For Trump, the historic “shutdown” could be set in 15 minutes
President Donald Trump assured Saturday that the “shutdown” that has partially paralyzed for three weeks the federal administrations of the United States, and which has become the longest in the history of the country, could be “settled in 15 minutes”.
The record was broken Friday at midnight (0500 GMT Saturday), surpassing the 21 days of “shutdown” during the Bill Clinton era in 1995-1996.
No compromise could be found between the Republican president, who calls for $ 5.7 billion to build an anti-migrants wall on the border with Mexico, and Democrats, fiercely opposed to the project, deemed “immoral”, expensive and ineffective in combating illegal immigration.
On Saturday morning, Donald Trump multiplied tweets calling on the Democratic opposition to “return to Washington” to put an end to what he called “the horrible humanitarian crisis on the southern border”.
“Democrats could solve the shutdown in 15 minutes! Call your senator or Democratic representative. Tell them to do their job! Humanitarian crisis,” he tweeted.
He also mentioned criticisms in the Washington Post about his lack of a plan to revive the government. “In fact, there is hardly anyone in the White House except me, and I have a plan for the shutdown,” he wrote.
The Republican billionaire had assured Friday not want to declare “so quickly” a national emergency procedure that would allow him to use funds already approved by Congress to finance the construction of the wall at the border.
“What we are not trying to do for now is the national emergency,” he added after days of speculation about the use of such a procedure that gives the president exceptional powers.
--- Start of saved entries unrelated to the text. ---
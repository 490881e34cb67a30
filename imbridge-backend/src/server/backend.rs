use std::{
    os::unix::{io::OwnedFd, net::UnixStream},
    sync::Arc,
};

use smallvec::SmallVec;

use super::{
    client::Client, ClientData, ClientId, Data, GlobalHandler, GlobalId, Handle, ObjectData,
    ObjectId,
};
use crate::{
    core_interfaces::{WL_DISPLAY_INTERFACE, WL_REGISTRY_INTERFACE},
    debug::has_debug_server_env,
    map::Object,
    protocol::{same_interface, Argument, Message, INLINE_ARGS},
    types::InitError,
};

/// Settings of a [`Backend`]
#[derive(Debug, Clone, Default)]
pub struct BackendConfig {
    /// Print every request and event to stderr
    pub debug: bool,
}

impl BackendConfig {
    /// Settings taken from the environment: `WAYLAND_DEBUG=1` or
    /// `WAYLAND_DEBUG=server` turns on message tracing.
    pub fn from_env() -> Self {
        Self { debug: has_debug_server_env() }
    }
}

/// A server: a set of client connections and the globals advertised to them
///
/// The backend does not poll. The embedding event loop calls
/// [`dispatch_client`](Backend::dispatch_client) when a client socket is
/// readable, or [`dispatch_all_clients`](Backend::dispatch_all_clients), then
/// [`flush`](Backend::flush).
#[derive(Debug)]
pub struct Backend<D: 'static> {
    handle: Handle<D>,
}

impl<D> Backend<D> {
    /// Create a backend with no clients and no globals
    pub fn new(config: BackendConfig) -> Self {
        Self { handle: Handle::new(config.debug) }
    }

    /// Add a client connected through `stream`
    pub fn insert_client(
        &mut self,
        stream: UnixStream,
        data: Arc<dyn ClientData>,
    ) -> Result<ClientId, InitError> {
        stream.set_nonblocking(true).map_err(InitError::Io)?;
        Ok(self.handle.clients.create_client(stream, data))
    }

    /// Access the clients, objects and globals
    pub fn handle(&mut self) -> &mut Handle<D> {
        &mut self.handle
    }

    /// Write the pending events of one client, or of all clients
    pub fn flush(&mut self, client: Option<ClientId>) -> std::io::Result<()> {
        self.handle.flush(client)
    }

    /// Dispatch every complete request a client has sent.
    ///
    /// Returns the number of requests dispatched, or `WouldBlock` if there was
    /// none. Other errors mean the client has been disconnected; its objects are
    /// destroyed before this returns.
    pub fn dispatch_client(&mut self, data: &mut D, client_id: ClientId) -> std::io::Result<usize> {
        let ret = self.dispatch_requests_for(data, client_id);
        self.handle.cleanup(data);
        ret
    }

    /// Dispatch the pending requests of all clients, then flush.
    ///
    /// Returns the total number of requests dispatched.
    pub fn dispatch_all_clients(&mut self, data: &mut D) -> usize {
        let clients: Vec<ClientId> = self.handle.all_clients().collect();
        let mut dispatched = 0;
        for client_id in clients {
            if let Ok(count) = self.dispatch_client(data, client_id) {
                dispatched += count;
            }
        }
        let _ = self.handle.flush(None);
        dispatched
    }

    fn dispatch_requests_for(&mut self, data: &mut D, client_id: ClientId) -> std::io::Result<usize> {
        let mut dispatched = 0;
        loop {
            let action = {
                let handle = &mut self.handle;
                let Ok(client) = handle.clients.get_client_mut(client_id.clone()) else {
                    return Err(std::io::Error::new(
                        std::io::ErrorKind::InvalidInput,
                        "Invalid client ID",
                    ));
                };
                let (message, object) = match client.next_request() {
                    Ok(v) => v,
                    Err(e) if e.kind() == std::io::ErrorKind::WouldBlock => {
                        if dispatched > 0 {
                            break;
                        } else {
                            return Err(e);
                        }
                    }
                    Err(e) => return Err(e),
                };
                dispatched += 1;
                if same_interface(object.interface, &WL_DISPLAY_INTERFACE) {
                    client.handle_display_request(message, &mut handle.registry);
                    continue;
                } else if same_interface(object.interface, &WL_REGISTRY_INTERFACE) {
                    match client.handle_registry_request(message, &mut handle.registry) {
                        Some((global, object, handler)) => {
                            DispatchAction::Bind { object, global, handler }
                        }
                        None => continue,
                    }
                } else {
                    if !client.check_since(&object, message.sender_id, message.opcode) {
                        continue;
                    }
                    let object_id = ObjectId {
                        id: message.sender_id,
                        serial: object.data.serial,
                        interface: object.interface,
                        client_id: client.id.clone(),
                    };
                    let opcode = message.opcode;
                    let Some((arguments, is_destructor, created_id)) =
                        client.process_request(&object, message)
                    else {
                        continue;
                    };
                    if !object.data.alive {
                        // killed by a protocol error, the client does not know yet
                        if let Some(child_id) = created_id {
                            client.mark_dead(&child_id);
                        }
                        if is_destructor {
                            client.send_delete_id(object_id);
                        }
                        continue;
                    }
                    DispatchAction::Request {
                        object,
                        object_id,
                        opcode,
                        arguments,
                        is_destructor,
                        created_id,
                    }
                }
            };
            match action {
                DispatchAction::Request {
                    object,
                    object_id,
                    opcode,
                    arguments,
                    is_destructor,
                    created_id,
                } => {
                    self.dispatch_request(
                        data,
                        &client_id,
                        object,
                        object_id,
                        opcode,
                        arguments,
                        is_destructor,
                        created_id,
                    );
                }
                DispatchAction::Bind { object, global, handler } => {
                    let child_data = handler.bind(
                        &mut self.handle,
                        data,
                        client_id.clone(),
                        global,
                        object.clone(),
                    );
                    if let Ok(client) = self.handle.clients.get_client_mut(client_id.clone()) {
                        set_data_if_alive(client, &object, child_data);
                    }
                }
            }
            self.handle.run_pending_destructors(data);
        }
        Ok(dispatched)
    }

    #[allow(clippy::too_many_arguments)]
    fn dispatch_request(
        &mut self,
        data: &mut D,
        client_id: &ClientId,
        object: Object<Data<D>>,
        object_id: ObjectId,
        opcode: u16,
        arguments: SmallVec<[Argument<ObjectId, OwnedFd>; INLINE_ARGS]>,
        is_destructor: bool,
        created_id: Option<ObjectId>,
    ) {
        let ret = object.data.user_data.clone().request(
            &mut self.handle,
            data,
            client_id.clone(),
            Message { sender_id: object_id.clone(), opcode, args: arguments },
        );

        let (child_data, failed) = match ret {
            Ok(child_data) => (child_data, false),
            Err(err) => {
                let target = err.object.clone().unwrap_or_else(|| object_id.clone());
                self.handle.post_resource_error(target, err.code, err.message);
                (None, true)
            }
        };

        // the handler may have killed its own object with a protocol error, its
        // destructor is queued already in that case
        let sender_alive = self.handle.object_info(object_id.clone()).is_ok();
        if is_destructor {
            if sender_alive {
                object.data.user_data.clone().destroyed(
                    &mut self.handle,
                    data,
                    client_id.clone(),
                    object_id.clone(),
                );
            }
            if let Ok(client) = self.handle.clients.get_client_mut(client_id.clone()) {
                client.send_delete_id(object_id);
            }
        }

        let Ok(client) = self.handle.clients.get_client_mut(client_id.clone()) else {
            return;
        };
        match (created_id, child_data) {
            (Some(child_id), Some(child_data)) => set_data_if_alive(client, &child_id, child_data),
            (None, None) => {}
            (Some(child_id), None) => {
                if !failed && !client.killed && sender_alive {
                    panic!("Callback creating object {child_id} did not provide any object data.");
                }
                client.mark_dead(&child_id);
            }
            (None, Some(_)) => {
                panic!("An object data was returned from a callback not creating any object");
            }
        }
    }
}

fn set_data_if_alive<D>(
    client: &mut Client<D>,
    id: &ObjectId,
    user_data: Arc<dyn ObjectData<D>>,
) {
    let _ = client.map.with(id.id, |obj| {
        if obj.data.alive && obj.data.serial == id.serial {
            obj.data.user_data = user_data;
        }
    });
}

enum DispatchAction<D: 'static> {
    Request {
        object: Object<Data<D>>,
        object_id: ObjectId,
        opcode: u16,
        arguments: SmallVec<[Argument<ObjectId, OwnedFd>; INLINE_ARGS]>,
        is_destructor: bool,
        created_id: Option<ObjectId>,
    },
    Bind {
        object: ObjectId,
        global: GlobalId,
        handler: Arc<dyn GlobalHandler<D>>,
    },
}
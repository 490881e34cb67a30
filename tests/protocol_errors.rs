mod helpers;

use helpers::{array, display_error, enabled_v3, find, int, names, object, text, uint, TestServer};

use imbridge::BridgeState;

fn modifier_names(count: usize) -> Vec<u8> {
    (0..count).flat_map(|i| format!("Mod{i}\0").into_bytes()).collect()
}

#[test]
fn surrounding_text_inside_a_character() {
    let mut server = TestServer::new();
    let (mut app, _, text_input) = enabled_v3(&mut server);

    // "é" takes bytes 1 and 2
    app.request(text_input, "set_surrounding_text", vec![text("héllo"), int(2), int(2)]);
    let events = server.roundtrip(&mut app);
    assert_eq!(display_error(&events), Some((text_input, 0)));
    assert_eq!(server.core.text_inputs().count(), 0);
    assert_eq!(server.core.bridge_state(), BridgeState::Idle);

    // only the text input is gone
    let replacement = app.text_input_v3();
    let events = server.roundtrip(&mut app);
    assert_eq!(names(&events, replacement), ["enter"]);
    assert!(!app.is_closed());
}

#[test]
fn surrounding_text_past_the_end() {
    let mut server = TestServer::new();
    let mut app = server.add_client();
    let text_input = app.text_input_v1();
    app.request(text_input, "set_surrounding_text", vec![text("abc"), uint(4), uint(0)]);
    let events = server.roundtrip(&mut app);
    assert_eq!(display_error(&events), Some((text_input, 0)));
    assert!(!app.is_closed());
}

#[test]
fn valid_surrounding_text_on_a_boundary() {
    let mut server = TestServer::new();
    let (mut app, _, text_input) = enabled_v3(&mut server);
    app.request(text_input, "set_surrounding_text", vec![text("héllo"), int(3), int(6)]);
    app.request(text_input, "commit", vec![]);
    let events = server.roundtrip(&mut app);
    assert_eq!(display_error(&events), None);
    assert_eq!(names(&events, text_input), ["done"]);
}

#[test]
fn too_many_modifiers() {
    let mut server = TestServer::new();
    let mut ime = server.add_client();
    let im = ime.input_method_v1();
    let (_app, _, _) = enabled_v3(&mut server);
    let events = ime.events();
    let context = find(&events, im, "activate")[0].object(0);

    ime.request(context, "modifiers_map", vec![array(&modifier_names(17))]);
    let events = server.roundtrip(&mut ime);
    assert_eq!(display_error(&events), Some((im, 3)));
    assert!(server.core.input_method().is_none());
    assert_eq!(server.core.bridge_state(), BridgeState::FocusedEnabled);
    assert!(!ime.is_closed());
}

#[test]
fn modifiers_map_reaches_legacy_text_inputs() {
    let mut server = TestServer::new();
    let mut ime = server.add_client();
    let im = ime.input_method_v1();
    server.roundtrip(&mut ime);

    let mut app = server.add_client();
    let surface = app.surface();
    let text_input = app.text_input_v2();
    server.roundtrip(&mut app);
    server.focus(&app, Some(surface));
    app.request(text_input, "enable", vec![object(surface)]);
    server.roundtrip(&mut app);
    let events = ime.events();
    let context = find(&events, im, "activate")[0].object(0);

    let map = modifier_names(16);
    ime.request(context, "modifiers_map", vec![array(&map)]);
    server.dispatch();
    assert!(display_error(&ime.events()).is_none());
    let events = app.events();
    assert_eq!(find(&events, text_input, "modifiers_map")[0].array(0), &map[..]);
}

#[test]
fn second_legacy_input_method() {
    let mut server = TestServer::new();
    let mut first = server.add_client();
    let bound = first.input_method_v1();
    server.roundtrip(&mut first);

    let mut second = server.add_client();
    let refused = second.input_method_v1();
    let events = server.roundtrip(&mut second);
    assert_eq!(display_error(&events), Some((refused, 1)));
    assert!(!second.is_closed());

    let im = server.core.input_method().unwrap();
    assert_eq!(im.resource().protocol_id(), bound);
    assert!(display_error(&first.events()).is_none());
}

#[test]
fn surface_with_two_panel_roles() {
    let mut server = TestServer::new();
    let mut ime = server.add_client();
    let panel = ime.input_panel_v1();
    let surface = ime.surface();
    ime.create(panel, "get_input_panel_surface", vec![object(surface)]);
    let events = server.roundtrip(&mut ime);
    assert_eq!(display_error(&events), None);

    ime.create(panel, "get_input_panel_surface", vec![object(surface)]);
    let events = server.roundtrip(&mut ime);
    assert_eq!(display_error(&events), Some((panel, 0)));
    assert!(!ime.is_closed());
}

#[test]
fn two_popups_on_one_surface() {
    let mut server = TestServer::new();
    let mut ime = server.add_client();
    let im = ime.input_method_v2();
    let surface = ime.surface();
    ime.create(im, "get_input_popup_surface", vec![object(surface)]);
    let events = server.roundtrip(&mut ime);
    assert_eq!(display_error(&events), None);

    ime.create(im, "get_input_popup_surface", vec![object(surface)]);
    let events = server.roundtrip(&mut ime);
    assert_eq!(display_error(&events), Some((im, 0)));
    // the input method object is dead, and its popup with it
    assert!(server.core.input_method().is_none());
    assert_eq!(server.core.panels().count(), 0);
}
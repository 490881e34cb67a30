//! Wire-level vocabulary: argument types, interface descriptions and messages

use std::{ffi::CString, os::unix::io::AsRawFd};

/// Whether an argument may be null.
#[derive(Clone, Copy, PartialEq, Eq, Debug)]
pub enum AllowNull {
    /// Null is accepted.
    Yes,
    /// Null is a protocol violation.
    No,
}

/// Type of a single argument as it appears in a message signature
#[derive(Copy, Clone, PartialEq, Eq, Debug)]
pub enum ArgumentType {
    /// Signed 32 bit integer
    Int,
    /// Unsigned 32 bit integer
    Uint,
    /// Signed 24.8 fixed point number
    Fixed,
    /// Length-prefixed, NUL terminated string
    Str(AllowNull),
    /// Id of an existing object
    Object(AllowNull),
    /// Id of an object created by this message
    NewId,
    /// Length-prefixed byte array
    Array,
    /// File descriptor, carried out of band
    Fd,
}

impl ArgumentType {
    /// Compare two types, ignoring their nullability.
    pub fn same_type(self, other: Self) -> bool {
        std::mem::discriminant(&self) == std::mem::discriminant(&other)
    }
}

/// A decoded argument
#[derive(Debug, Clone)]
#[allow(clippy::box_collection)]
pub enum Argument<Id, Fd> {
    /// Signed 32 bit integer
    Int(i32),
    /// Unsigned 32 bit integer
    Uint(u32),
    /// Raw 24.8 fixed point value
    Fixed(i32),
    /// String, boxed to keep `Argument` small
    Str(Option<Box<CString>>),
    /// Id of an existing object
    Object(Id),
    /// Id of a newly created object
    NewId(Id),
    /// Byte array, boxed to keep `Argument` small
    Array(Box<Vec<u8>>),
    /// File descriptor
    Fd(Fd),
}

impl<Id, Fd> Argument<Id, Fd> {
    /// Type of this argument
    pub fn get_type(&self) -> ArgumentType {
        match *self {
            Self::Int(_) => ArgumentType::Int,
            Self::Uint(_) => ArgumentType::Uint,
            Self::Fixed(_) => ArgumentType::Fixed,
            Self::Str(_) => ArgumentType::Str(AllowNull::Yes),
            Self::Object(_) => ArgumentType::Object(AllowNull::Yes),
            Self::NewId(_) => ArgumentType::NewId,
            Self::Array(_) => ArgumentType::Array,
            Self::Fd(_) => ArgumentType::Fd,
        }
    }

    fn map_fd<T>(self, f: &mut impl FnMut(Fd) -> T) -> Argument<Id, T> {
        match self {
            Self::Int(val) => Argument::Int(val),
            Self::Uint(val) => Argument::Uint(val),
            Self::Fixed(val) => Argument::Fixed(val),
            Self::Str(val) => Argument::Str(val),
            Self::Object(val) => Argument::Object(val),
            Self::NewId(val) => Argument::NewId(val),
            Self::Array(val) => Argument::Array(val),
            Self::Fd(val) => Argument::Fd(f(val)),
        }
    }
}

impl<Id: PartialEq, Fd: AsRawFd> PartialEq for Argument<Id, Fd> {
    fn eq(&self, other: &Self) -> bool {
        match (self, other) {
            (Self::Int(a), Self::Int(b)) => a == b,
            (Self::Uint(a), Self::Uint(b)) => a == b,
            (Self::Fixed(a), Self::Fixed(b)) => a == b,
            (Self::Str(a), Self::Str(b)) => a == b,
            (Self::Object(a), Self::Object(b)) => a == b,
            (Self::NewId(a), Self::NewId(b)) => a == b,
            (Self::Array(a), Self::Array(b)) => a == b,
            (Self::Fd(a), Self::Fd(b)) => a.as_raw_fd() == b.as_raw_fd(),
            _ => false,
        }
    }
}

impl<Id: Eq, Fd: AsRawFd> Eq for Argument<Id, Fd> {}

impl<Id: std::fmt::Display, Fd: AsRawFd> std::fmt::Display for Argument<Id, Fd> {
    fn fmt(&self, f: &mut std::fmt::Formatter<'_>) -> std::fmt::Result {
        match self {
            Self::Int(value) => write!(f, "{value}"),
            Self::Uint(value) => write!(f, "{value}"),
            Self::Fixed(value) => write!(f, "{:.4}", *value as f64 / 256.0),
            Self::Str(Some(value)) => write!(f, "{value:?}"),
            Self::Str(None) => f.write_str("nil"),
            Self::Object(value) => write!(f, "{value}"),
            Self::NewId(value) => write!(f, "new id {value}"),
            Self::Array(value) => write!(f, "array[{}]", value.len()),
            Self::Fd(value) => write!(f, "fd {}", value.as_raw_fd()),
        }
    }
}

/// Static description of an interface: its name, version and messages.
#[derive(Debug)]
pub struct Interface {
    /// Name of the interface, as advertised by the registry
    pub name: &'static str,
    /// Highest version this description covers
    pub version: u32,
    /// Requests, indexed by opcode
    pub requests: &'static [MessageDesc],
    /// Events, indexed by opcode
    pub events: &'static [MessageDesc],
}

impl std::fmt::Display for Interface {
    fn fmt(&self, f: &mut std::fmt::Formatter<'_>) -> std::fmt::Result {
        f.write_str(self.name)
    }
}

/// Description of one request or event
#[derive(Copy, Clone, Debug)]
pub struct MessageDesc {
    /// Name of the message
    pub name: &'static str,
    /// Argument types, in wire order
    pub signature: &'static [ArgumentType],
    /// Interface version that introduced this message
    pub since: u32,
    /// Whether the sender is destroyed by this message
    pub is_destructor: bool,
    /// Interface of the object created by the `NewId` argument, if any
    pub child_interface: Option<&'static Interface>,
    /// Interfaces of the `Object` arguments, in order
    pub arg_interfaces: &'static [&'static Interface],
}

/// Interface matching any object
pub static ANONYMOUS_INTERFACE: Interface =
    Interface { name: "<anonymous>", version: 0, requests: &[], events: &[] };

/// Protocol-level information of a live object
#[derive(Copy, Clone, Debug)]
pub struct ObjectInfo {
    /// Protocol id
    pub id: u32,
    /// Interface
    pub interface: &'static Interface,
    /// Version negotiated at creation
    pub version: u32,
}

/// A protocol error sent to a client
#[derive(Clone, Debug, PartialEq, Eq)]
pub struct ProtocolError {
    /// Interface-specific error code
    pub code: u32,
    /// Protocol id of the object the error is about
    pub object_id: u32,
    /// Interface name of that object
    pub object_interface: String,
    /// Human readable description
    pub message: String,
}

impl std::error::Error for ProtocolError {}

impl std::fmt::Display for ProtocolError {
    fn fmt(&self, f: &mut ::std::fmt::Formatter) -> Result<(), ::std::fmt::Error> {
        write!(
            f,
            "Protocol error {} on object {}@{}: {}",
            self.code, self.object_interface, self.object_id, self.message
        )
    }
}

/// Number of arguments stored inline in a [`Message`] before spilling to the heap
pub const INLINE_ARGS: usize = 4;

/// A request or an event
#[derive(Clone, Debug)]
pub struct Message<Id, Fd> {
    /// Object the message is addressed to (requests) or sent from (events)
    pub sender_id: Id,
    /// Opcode within the interface of the sender
    pub opcode: u16,
    /// Arguments
    pub args: smallvec::SmallVec<[Argument<Id, Fd>; INLINE_ARGS]>,
}

impl<Id, Fd> Message<Id, Fd> {
    /// Change the file descriptor representation of this message.
    pub fn map_fd<T>(self, mut f: impl FnMut(Fd) -> T) -> Message<Id, T> {
        Message {
            sender_id: self.sender_id,
            opcode: self.opcode,
            args: self.args.into_iter().map(move |arg| arg.map_fd(&mut f)).collect(),
        }
    }
}

impl<Id: PartialEq, Fd: AsRawFd> PartialEq for Message<Id, Fd> {
    fn eq(&self, other: &Self) -> bool {
        self.sender_id == other.sender_id && self.opcode == other.opcode && self.args == other.args
    }
}

impl<Id: Eq, Fd: AsRawFd> Eq for Message<Id, Fd> {}

/// Whether two descriptions designate the same interface.
#[inline]
pub fn same_interface(a: &'static Interface, b: &'static Interface) -> bool {
    std::ptr::eq(a, b) || a.name == b.name
}

pub(crate) fn check_for_signature<Id, Fd>(
    signature: &[ArgumentType],
    args: &[Argument<Id, Fd>],
) -> bool {
    signature.len() == args.len()
        && signature.iter().copied().zip(args.iter()).all(|(typ, arg)| arg.get_type().same_type(typ))
}

#[inline]
pub(crate) fn same_interface_or_anonymous(a: &'static Interface, b: &'static Interface) -> bool {
    same_interface(a, b) || same_interface(a, &ANONYMOUS_INTERFACE)
}

/// A protocol enum value that may be outside of the known variants.
#[derive(Debug, Clone, Copy, PartialEq, Eq)]
pub enum WEnum<T> {
    /// A known variant
    Value(T),
    /// A raw value with no known meaning
    Unknown(u32),
}

/// Error for an unknown [`WEnum`] value
#[derive(Debug, Copy, Clone)]
pub struct WEnumError {
    typ: &'static str,
    value: u32,
}

impl std::error::Error for WEnumError {}

impl std::fmt::Display for WEnumError {
    fn fmt(&self, f: &mut std::fmt::Formatter<'_>) -> std::fmt::Result {
        write!(f, "Unknown numeric value {} for enum {}", self.value, self.typ)
    }
}

impl<T> WEnum<T> {
    /// Convert into a `Result`, failing on unknown values.
    #[inline]
    pub fn into_result(self) -> Result<T, WEnumError> {
        match self {
            Self::Value(v) => Ok(v),
            Self::Unknown(value) => Err(WEnumError { typ: std::any::type_name::<T>(), value }),
        }
    }
}

impl<T> From<WEnum<T>> for Result<T, WEnumError> {
    fn from(me: WEnum<T>) -> Self {
        me.into_result()
    }
}

impl<T: TryFrom<u32>> From<u32> for WEnum<T> {
    fn from(v: u32) -> Self {
        match T::try_from(v) {
            Ok(t) => Self::Value(t),
            Err(_) => Self::Unknown(v),
        }
    }
}

impl<T: Into<u32>> From<WEnum<T>> for u32 {
    fn from(enu: WEnum<T>) -> u32 {
        match enu {
            WEnum::Unknown(u) => u,
            WEnum::Value(t) => t.into(),
        }
    }
}

#[cfg(test)]
mod tests {
    use super::*;
    use std::os::unix::io::RawFd;

    #[derive(Debug, PartialEq, Eq)]
    enum Direction {
        Ltr,
        Rtl,
    }

    impl TryFrom<u32> for Direction {
        type Error = ();
        fn try_from(v: u32) -> Result<Self, ()> {
            match v {
                1 => Ok(Self::Ltr),
                2 => Ok(Self::Rtl),
                _ => Err(()),
            }
        }
    }

    #[test]
    fn wenum_keeps_unknown_values() {
        assert_eq!(WEnum::<Direction>::from(2), WEnum::Value(Direction::Rtl));
        let unknown = WEnum::<Direction>::from(7);
        assert_eq!(unknown, WEnum::Unknown(7));
        assert!(unknown.into_result().is_err());
    }

    #[test]
    fn signature_check_ignores_nullability() {
        let args: [Argument<u32, RawFd>; 2] =
            [Argument::Str(None), Argument::Object(0)];
        assert!(check_for_signature(
            &[ArgumentType::Str(AllowNull::No), ArgumentType::Object(AllowNull::Yes)],
            &args
        ));
        assert!(!check_for_signature(&[ArgumentType::Uint, ArgumentType::Object(AllowNull::No)], &args));
        assert!(!check_for_signature(&[ArgumentType::Uint], &args));
    }
}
To use such a prerogative would surely plunge the country into a politico-judicial storm.
“I want to give them the opportunity to see if they can behave responsibly,” he also said, speaking of the Democrats, in an interview Saturday night on Fox News.
According to several American media reports, the White House plans to redirect emergency aid funds for various areas ravaged by natural disasters, such as Puerto Rico, to fund the construction of a border fence.
In Congress, no compromise is on the horizon. The Senate adjourned Friday early in the afternoon and will not meet again until Monday.
The consequences are very real. For the first time Friday, the 800,000 federal employees affected by the “shutdown” did not receive their salary.
Since 22 December, half of them, considered “non-essential”, have been placed on unpaid leave, while the other half have been requisitioned.
The House of Representatives overwhelmingly passed a law passed by the Senate on Friday, guaranteeing federal employees that they will be paid retroactively once the shutdown is over. It is now up to the president to promulgate it.
This type of measure is common in the United States when the country goes through such budget impasses. But it does not concern the millions of contract workers also affected.
Several key ministries, such as those of Homeland Security, Justice or Transport, are affected by the shutdown.
On Thursday, major air transport unions – airline pilots, aircrew, air traffic controllers – denounced a worsening situation, pointing to increased risks to the country’s security.
A terminal at Miami International Airport will be closed intermittently from Saturday to Monday due to lack of personnel.
A protest in Washington has also gathered according to the unions more than 2,000 government employees, who have expressed concern about the deterioration of their living conditions.
“We have bills to pay, we have to pay our mortgage,” Anthony told AFP, a civilian Coast Guard employee whose wife works for a non-profit organization.
“Fortunately, we have some savings to live, but it will not last very long,” he added, saying the officials were “taken hostage” by the Republican president.
Many private and public initiatives, such as free meals or job fairs for unemployed civil servants, are organized throughout the country.
Prolonged paralysis of the federal government would “have a noticeable effect” on the world’s largest economy, warned US Central Bank boss Jerome Powell this week.